Washington [176]
As September ended, George Washington—stubborn, angry, indignant, and sleep deprived—was steeped in misery. His worst nightmare had materialized: he was doomed to fail because he hadn’t been given adequate means to succeed. He needed a confidant, and Lund Washington remained the recipient of choice for his jeremiads: “In short, such is my situation, that if I were to wish the bitterest curse to an enemy on this side of the grave, I should put him in my stead with my feelings . . . In confidence I tell you that I never was in such an unhappy, divided state since I was born.”63 Mount Vernon again offered sustenance for his weary mind, and he pictured the new room under construction there. “The chimney in the new room should be exactly in the middle of it, the doors and everything else to be exactly answerable and uniform,” he advised Lund. “In short, I would have the whole executed in a masterly manner.”64
CHAPTER TWENTY-TWO
An Indecisive Mind
ON THE MORNING OF OCTOBER 12 General Howe applied renewed pressure on the Continental Army as 150 British ships sailed up the East River, slipping through pea-soup fog, and deposited four thousand men on the boggy turf of Throg’s Neck, a peninsula on the Westchester shore. This marshy spot lay due east of Harlem Heights, and Washington again brooded that the wily British might entrap his embattled army as part of “their former scheme of getting to our rear.”1 While the intervening ground had numerous stone fences to deflect British advances, Washington couldn’t take any chances. In this dismal season of defeats, he marched his endangered men eighteen miles north to the village of White Plains. He would long recall the hardships suffered by sick soldiers forced to limp along or be carried, so critical was the wagon shortage. The least fortunate were discharged as unfit for service and left behind as common vagrants to beg by the wayside on the road home. The plight of these pauperized soldiers, marooned on country lanes, only compounded the difficulties of recruitment.
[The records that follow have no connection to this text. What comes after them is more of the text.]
impl Conn {
	fn rto(&self) -> Duration {
		match (self.srtt, self.rttvar) {
			(Some(srtt), Some(rttvar)) => Duration::from_secs_f64(srtt + 4.0 * rttvar),
			_ => INITIAL_RTO,
		}
	}

	fn sample_rtt(&mut self, sample: Duration) {
		let s = sample.as_secs_f64();

		match (self.srtt, self.rttvar) {
			(Some(srtt), Some(rttvar)) => {
				self.srtt = Some(0.875 * srtt + 0.125 * s);
				self.rttvar = Some(0.75 * rttvar + 0.25 * (s - srtt).abs());
			}
			_ => {
				self.srtt = Some(s);
				self.rttvar = Some(s / 2.0);
			}
		}
	}

	/// A new SYN arrived for `key`. Replaces any existing connection at the
	/// same 4-tuple (last-SYN-wins, per the reference behaviour).
	fn open(this: &mut crate::Interface, cx: CX![crate::Interface], key: FourTuple, local_port: u16, peer_isn: u32) {
		if let Some(filled) = this.tcp.table.find_entry(&key).filled() {
			let idx = filled.index();
			drop(filled);
			Self::cancel_rto(this, cx, idx);
			this.tcp.table.find_entry(&key).remove();
		}

		let iss: u32 = rand::random::<u16>() as u32;
		let rcv_nxt = peer_isn.wrapping_add(1);

		let empty = this.tcp.table.insert_unique(&key);
		let idx = empty.index();

		empty.insert(Conn {
			key,
			local_port,
			state: State::SynRcvd,
			snd_una: iss,
			snd_nxt: iss.wrapping_add(1),
			rcv_nxt,
			cwnd: 1,
			unacked: VecDeque::new(),
			send_queue: VecDeque::new(),
			srtt: None,
			rttvar: None,
			rto_timer: FixedTimerKey::default(),
			closing: false,
			handshake_done: false,
			receiver: None,
		});

		this.tcp.table[idx].unacked.push_back(Unacked {
			seq: iss,
			payload: Slice::new(0),
			flags: Flags { syn: true, fin: false },
			send_time: cx.now(),
			retransmitted: false,
		});

		Self::transmit(this, key, local_port, rcv_nxt, iss, Flags { syn: true, fin: false }, Slice::new(0));
		Self::arm_rto(this, cx, idx);

		if let Some(accept) = &this.tcp.accept {
			accept.fwd(Connection { key, interface: cx.access_actor().clone() });
		}
	}

	/// Dispatch a non-SYN segment to the connection at `idx`.
	fn recv(this: &mut crate::Interface, cx: CX![crate::Interface], idx: Index<CAPACITY>, ctl: Control, seq: u32, ack: u32, payload: Slice) {
		if ctl.fin() {
			{
				let conn = &mut this.tcp.table[idx];
				conn.rcv_nxt = conn.rcv_nxt.wrapping_add(1);
				conn.state = State::CloseWait;
			}

			Self::send_ack(this, idx);

			let receiver = this.tcp.table[idx].receiver.clone();
			if let Some(cb) = receiver {
				cb.fwd(Slice::new(0));
			}

			return;
		}

		if ctl.ack() {
			let advanced = before(this.tcp.table[idx].snd_una, ack);

			if advanced {
				Self::cancel_rto(this, cx, idx);

				{
					let conn = &mut this.tcp.table[idx];
					conn.snd_una = ack;

					if conn.handshake_done {
						conn.cwnd += 1;
					}
				}

				let mut last_sample = None;

				loop {
					let conn = &mut this.tcp.table[idx];

					let Some(front) = conn.unacked.front() else { break };
					if !before(front.seq, conn.snd_una) {
						break;
					}

					let popped = conn.unacked.pop_front().unwrap();

					if popped.flags.syn {
						conn.handshake_done = true;
						conn.state = State::Established;
						last_sample = None;
					} else if !popped.retransmitted {
						last_sample = Some(popped.send_time);
					} else {
						last_sample = None;
					}
				}

				if let Some(t) = last_sample {
					let sample = cx.now().duration_since(t);
					this.tcp.table[idx].sample_rtt(sample);
				}

				if !this.tcp.table[idx].unacked.is_empty() {
					Self::arm_rto(this, cx, idx);
				}

				Self::drain(this, cx, idx);
			}

			if this.tcp.table[idx].closing {
				Self::cancel_rto(this, cx, idx);
				let key = this.tcp.table[idx].key;
				this.tcp.table.find_entry(&key).remove();
				return;
			}

			if payload.is_empty() {
				return;
			}
		}

		let conn = &mut this.tcp.table[idx];

		if seq == conn.rcv_nxt {
			conn.rcv_nxt = conn.rcv_nxt.wrapping_add(payload.len() as u32);

			let receiver = conn.receiver.clone();
			if let Some(cb) = receiver {
				cb.fwd(payload);
			}
		} else {
			debug!("out-of-order TCP segment from {:?}, dropping", conn.key);
		}

		Self::send_ack(this, idx);
	}

	/// Carve `bytes` into MSS-sized records and append them to the send
	/// queue, then try to push as much of it onto the wire as `cwnd` allows.
	fn enqueue(this: &mut crate::Interface, cx: CX![crate::Interface], key: FourTuple, bytes: Slice) {
		let Some(mut filled) = this.tcp.table.find_entry(&key).filled() else { return };
		let idx = filled.index();

		let mut offset = 0;
		while offset < bytes.len() {
			let n = (bytes.len() - offset).min(MSS);

			let seq = filled.snd_nxt;
			filled.snd_nxt = filled.snd_nxt.wrapping_add(n as u32);

			let mut chunk = Slice::new(n);
			chunk.copy_from_slice(&bytes[offset..offset + n]);

			filled.send_queue.push_back(Pending { seq, payload: chunk, flags: Flags { syn: false, fin: false } });

			offset += n;
		}

		drop(filled);
		Self::drain(this, cx, idx);
	}

	/// Initiate local teardown: send a FIN carrying the next unused sequence
	/// number and move to LAST_ACK.
	fn close(this: &mut crate::Interface, cx: CX![crate::Interface], key: FourTuple) {
		let Some(mut filled) = this.tcp.table.find_entry(&key).filled() else { return };

		if filled.closing {
			return;
		}

		filled.closing = true;
		filled.state = State::LastAck;

		let seq = filled.snd_nxt;
		filled.snd_nxt = filled.snd_nxt.wrapping_add(1);

		filled.unacked.push_back(Unacked {
			seq,
			payload: Slice::new(0),
			flags: Flags { syn: false, fin: true },
			send_time: cx.now(),
			retransmitted: false,
		});

		let idx = filled.index();
		let had_timer = filled.rto_timer != FixedTimerKey::default();
		let (local_port, rcv_nxt) = (filled.local_port, filled.rcv_nxt);

		drop(filled);

		Self::transmit(this, key, local_port, rcv_nxt, seq, Flags { syn: false, fin: true }, Slice::new(0));

		if !had_timer {
			Self::arm_rto(this, cx, idx);
		}
	}

	/// Push as many send-queue entries onto the wire as the congestion
	/// window admits.
	fn drain(this: &mut crate::Interface, cx: CX![crate::Interface], idx: Index<CAPACITY>) {
		loop {
			let (fits, had_timer) = {
				let conn = &this.tcp.table[idx];

				let in_flight = match conn.unacked.back() {
					Some(last) => last.seq.wrapping_add(last.payload.len() as u32).wrapping_sub(conn.snd_una) as usize,
					None => 0,
				};

				let Some(head) = conn.send_queue.front() else { break };

				(in_flight + head.payload.len() <= conn.cwnd as usize * MSS, conn.rto_timer != FixedTimerKey::default())
			};

			if !fits {
				break;
			}

			let conn = &mut this.tcp.table[idx];
			let pending = conn.send_queue.pop_front().unwrap();
			let send_time = cx.now();

			conn.unacked.push_back(Unacked {
				seq: pending.seq,
				payload: pending.payload.clone(),
				flags: pending.flags,
				send_time,
				retransmitted: false,
			});

			let (key, local_port, rcv_nxt) = (conn.key, conn.local_port, conn.rcv_nxt);

			Self::transmit(this, key, local_port, rcv_nxt, pending.seq, pending.flags, pending.payload);

			if !had_timer {
				Self::arm_rto(this, cx, idx);
			}
		}
	}

	fn send_ack(this: &mut crate::Interface, idx: Index<CAPACITY>) {
		let conn = &this.tcp.table[idx];
		let (key, local_port, rcv_nxt, snd_nxt) = (conn.key, conn.local_port, conn.rcv_nxt, conn.snd_nxt);

		Self::transmit(this, key, local_port, rcv_nxt, snd_nxt, Flags { syn: false, fin: false }, Slice::new(0));
	}

	fn transmit(this: &mut crate::Interface, key: FourTuple, local_port: u16, rcv_nxt: u32, seq: u32, flags: Flags, payload: Slice) {
		let IpAddr::V4(addr) = key.addr else {
			return warn!("TCP over IPv6 is not supported");
		};

		this.write(addr, move |cursor, mut csum| {
			let (header, mut buf): (&mut Header, _) = cursor.split();

			header.src = local_port.into();
			header.dst = key.port.into();
			header.seq = seq.into();
			header.ack = rcv_nxt.into();
			header.ctl = Control::new(flags.fin, flags.syn, false, false, true, false, false, false, u4::new(0), u4::new(5)).into();
			header.win = WINDOW.into();
			header.csm = [0, 0];
			header.urg = 0u16.into();

			buf = buf.push(&*payload);

			let len = (size_of::<Header>() + payload.len()) as u16;
			csum.push(&len.to_be_bytes());
			csum.push(bytes::as_slice(header));
			csum.push(&payload);

			header.csm = csum.end();

			let _ = buf;
		});
	}

	fn arm_rto(this: &mut crate::Interface, cx: CX![crate::Interface], idx: Index<CAPACITY>) {
		let rto = this.tcp.table[idx].rto();
		let actor = cx.access_actor().clone();

		this.tcp.table[idx].rto_timer = cx.after(rto, move |s| actor.apply(s, move |this, cx| Self::on_rto(this, cx, idx)));
	}

	fn cancel_rto(this: &mut crate::Interface, cx: CX![crate::Interface], idx: Index<CAPACITY>) {
		let timer = this.tcp.table[idx].rto_timer;
		cx.timer_del(timer);
		this.tcp.table[idx].rto_timer = FixedTimerKey::default();
	}

	fn on_rto(this: &mut crate::Interface, cx: CX![crate::Interface], idx: Index<CAPACITY>) {
		this.tcp.table[idx].rto_timer = FixedTimerKey::default();

		let retransmit = {
			let conn = &mut this.tcp.table[idx];

			conn.cwnd = (conn.cwnd / 2).max(1);

			conn.unacked.front_mut().map(|oldest| {
				oldest.retransmitted = true;
				(oldest.seq, oldest.flags, oldest.payload.clone())
			})
		};

		if let Some((seq, flags, payload)) = retransmit {
			let conn = &this.tcp.table[idx];
			debug!("TCP RTO for {:?}, retransmitting seq {seq} (cwnd now {})", conn.key, conn.cwnd);
			let (key, local_port, rcv_nxt) = (conn.key, conn.local_port, conn.rcv_nxt);

			Self::transmit(this, key, local_port, rcv_nxt, seq, flags, payload);
		}

		Self::arm_rto(this, cx, idx);
	}
}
On this northward march, the battle-weary soldiers found comfort in gallows humor. Joseph Plumb Martin told of a sojourn on Valentine’s Hill, “where we continued some days, keeping up the old system of starving.” When the soldiers resumed their march toward White Plains, they left behind a weighty iron kettle. “I told my mess-mates that I could not carry our kettle any further. They said they would not carry it any further. Of what use was it? They had nothing to cook and did not want anything to cook with.”2 Behind the macabre humor lay the somber reality of starving men having to swipe food from farmers’ fields to survive. Deprived of tents and blankets, soldiers burrowed beneath heaps of autumn leaves to stay warm on cool nights.
Around this time, Washington welcomed back General Charles Lee, who had acquired something of a halo after defeating a British expedition to South Carolina. Lee had prevailed upon Congress to compensate him for time lost to civilian pursuits, awarding him $30,000. In private, Lee repaid their generosity by reviling them as “cattle” and urging Washington to flout their orders.3 Lee’s popularity in Congress only stoked his vanity and encouraged the delusion that he was being groomed as Washington’s successor. Blind to this conceited rival, Washington renamed one of the twin forts on the Hudson—the one on the Jersey shore, opposite Fort Washington—Fort Lee.